The National Baptist Convention USA Congress of Christian Education is approaching in two weeks. Dallas, TX. here we come and the real question is "WHY IS NO ONE EXCITED?" Now i will admit that part of my post is from thoughts from Pastor E. Houston from Kentucky (THE WIRE) but we are thinking on the same lines.
The issue is why is no one excited?We are about to experience the changing of the guard in all four major conventions within a short period of time.
This year, there are contested elections in the National Baptist Convention, USA, Inc. and the National Baptist Convention of America, Inc. International. Progressive National Baptist Convention, Inc. will be electing a new chieftain, apparently without any opposition. And the National Missionary Baptist Convention of America will soon begin their process of elections within the next few months.
I should be giddy; I should be interested and involved; I should be watching with great interest.
SO, WHY IS NO ONE EXCITED
The reality of today is that the paradigm of our National Conventions are in great need of prayerful examination. Little has changed since the historic NBC/NBCA split of 1915. Basically the same structures are in place: There are women missionary unions (which are dying all over the country in favor of “women ministries” or localized names for ministries for the women); Most churches have some type of men’s work, but on a national level, it’s dying. Oddly, the largest auxiliaries in most of our churches, music ministry, are largely ignored in most of the conventions.
In most of the conventions, the Presidency is held by, what I believe, are godly men who love the Lord. However, they are shepherding conventions that are not stuck because of the infusion of new leadership, they are stuck because the constituency is just not there.
Let’s look at it. In order to be a participating member, the average convention will ask for at least $1,000 of annual representation. However, to get to the convention, with airfare ridiculously high and hotels that are making major profits for a room that, if you go to the convention to be active as a delegate you won’t spend more than 8 hours in the room. If the room is $200 per night, that means you are paying $25 per hour to stay in that said room (8 hours) – or consider it like this – you are paying the hotelier $8.50 per hour NOT to stay in your room.
Airfares are ridiculously high. All of the national conventions are losing members in the Western United States because of the $500-$800 round trip airfare to fly from Los Angeles, San Diego, Seattle, Portland, Oakland, Sacramento, Fresno, Bakersfield, Orange County, etc. to go to the Midwest and Southern United States where most of our national meetings are held.
Many pastors struggle with asking a congregation to send them to the convention under these uncertain financial times.
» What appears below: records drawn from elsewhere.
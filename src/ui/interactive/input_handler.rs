//! Keyboard input mapping for the interactive UI.
//!
//! Keys map to an [`Action`]; the event loop applies it to the state.

use crate::data_fetcher::processors::DayTab;
use crate::i18n::{Language, TextDirection};
use crossterm::event::{KeyCode, KeyEvent, KeyEventKind, KeyModifiers};

#[derive(Debug, Clone, Copy, PartialEq, Eq)]
pub enum Action {
    Quit,
    PreviousDay,
    NextDay,
    SelectDay(DayTab),
    MoveUp,
    MoveDown,
    Open,
    SwitchDetailTab,
    Back,
    ToggleLanguage,
    Refresh,
    Ignore,
}

/// Maps a key press to an action.
///
/// Left and right follow the reading direction: in right-to-left mode the
/// day tabs are drawn mirrored, so `Left` moves towards tomorrow.
pub fn action_for_key(key_event: &KeyEvent, language: Language, in_detail: bool) -> Action {
    if key_event.kind == KeyEventKind::Release {
        return Action::Ignore;
    }
    if key_event.modifiers.contains(KeyModifiers::CONTROL) && key_event.code == KeyCode::Char('c')
    {
        return Action::Quit;
    }

    let rtl = language.direction() == TextDirection::Rtl;
    match key_event.code {
        KeyCode::Char('q') | KeyCode::Char('Q') => Action::Quit,
        KeyCode::Char('l') | KeyCode::Char('L') => Action::ToggleLanguage,
        KeyCode::Char('r') | KeyCode::Char('R') => Action::Refresh,
        KeyCode::Esc | KeyCode::Backspace if in_detail => Action::Back,
        KeyCode::Tab | KeyCode::BackTab if in_detail => Action::SwitchDetailTab,
        _ if in_detail => Action::Ignore,
        KeyCode::Left => {
            if rtl {
                Action::NextDay
            } else {
                Action::PreviousDay
            }
        }
        KeyCode::Right => {
            if rtl {
                Action::PreviousDay
            } else {
                Action::NextDay
            }
        }
        KeyCode::Char('1') => Action::SelectDay(DayTab::Yesterday),
        KeyCode::Char('2') => Action::SelectDay(DayTab::Today),
        KeyCode::Char('3') => Action::SelectDay(DayTab::Tomorrow),
        KeyCode::Up | KeyCode::Char('k') => Action::MoveUp,
        KeyCode::Down | KeyCode::Char('j') => Action::MoveDown,
        KeyCode::Enter => Action::Open,
        _ => Action::Ignore,
    }
}

#[cfg(test)]
mod tests {
    use super::*;

    fn key(code: KeyCode) -> KeyEvent {
        KeyEvent::new(code, KeyModifiers::NONE)
    }

    #[test]
    fn test_arrows_follow_direction() {
        assert_eq!(
            action_for_key(&key(KeyCode::Left), Language::En, false),
            Action::PreviousDay
        );
        assert_eq!(
            action_for_key(&key(KeyCode::Left), Language::Ar, false),
            Action::NextDay
        );
        assert_eq!(
            action_for_key(&key(KeyCode::Right), Language::Ar, false),
            Action::PreviousDay
        );
    }

    #[test]
    fn test_detail_keys() {
        assert_eq!(action_for_key(&key(KeyCode::Esc), Language::En, true), Action::Back);
        assert_eq!(
            action_for_key(&key(KeyCode::Backspace), Language::En, true),
            Action::Back
        );
        assert_eq!(
            action_for_key(&key(KeyCode::Tab), Language::En, true),
            Action::SwitchDetailTab
        );
        assert_eq!(action_for_key(&key(KeyCode::Left), Language::En, true), Action::Ignore);
        assert_eq!(action_for_key(&key(KeyCode::Esc), Language::En, false), Action::Ignore);
    }

    #[test]
    fn test_global_keys() {
        for in_detail in [false, true] {
            assert_eq!(
                action_for_key(&key(KeyCode::Char('q')), Language::Ar, in_detail),
                Action::Quit
            );
            assert_eq!(
                action_for_key(&key(KeyCode::Char('l')), Language::Ar, in_detail),
                Action::ToggleLanguage
            );
        }
        let ctrl_c = KeyEvent::new(KeyCode::Char('c'), KeyModifiers::CONTROL);
        assert_eq!(action_for_key(&ctrl_c, Language::En, false), Action::Quit);
    }

    #[test]
    fn test_number_keys_select_day() {
        assert_eq!(
            action_for_key(&key(KeyCode::Char('1')), Language::En, false),
            Action::SelectDay(DayTab::Yesterday)
        );
        assert_eq!(
            action_for_key(&key(KeyCode::Char('3')), Language::En, false),
            Action::SelectDay(DayTab::Tomorrow)
        );
    }
}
In this age of technology, is there really a need for a “Board Meeting?” In these times, is it really necessary to conduct business like we’re stuck in 1915. Why do we need a board of over 50 people to decide the work of a convention? Why is it that when you come to a convention you’ll hear either preachers who are not affiliated with your convention (which means there is a loss of support) or it’s the same one or two preachers who preach every year?
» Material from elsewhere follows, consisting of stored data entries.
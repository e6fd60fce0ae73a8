pub mod colors;
pub mod loading_indicator;
pub mod page;

pub use loading_indicator::LoadingIndicator;
pub use page::{RowStyle, TeletextPage, TeletextRow, fit_to_width};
The reality of the thought process to developing the program is a person asks, “XYZ, do you want to preach?” the minister responded: “Yes sir, brother president.” “ABC, do you want to preach?” the minister responded: “Yes sir, brother president.” “DEF, do you want to preach?” the minister responded: “Yes sir, brother president.” “All right, we have made out our program, the Lord is pleased.”
Here is the reality of what has happened to our conventions? I think we need to look at a few things:
So what can be done to engender enthusiasm of those young people like me? I’m not sure. But in economic times like these, some consolidation should be on the table.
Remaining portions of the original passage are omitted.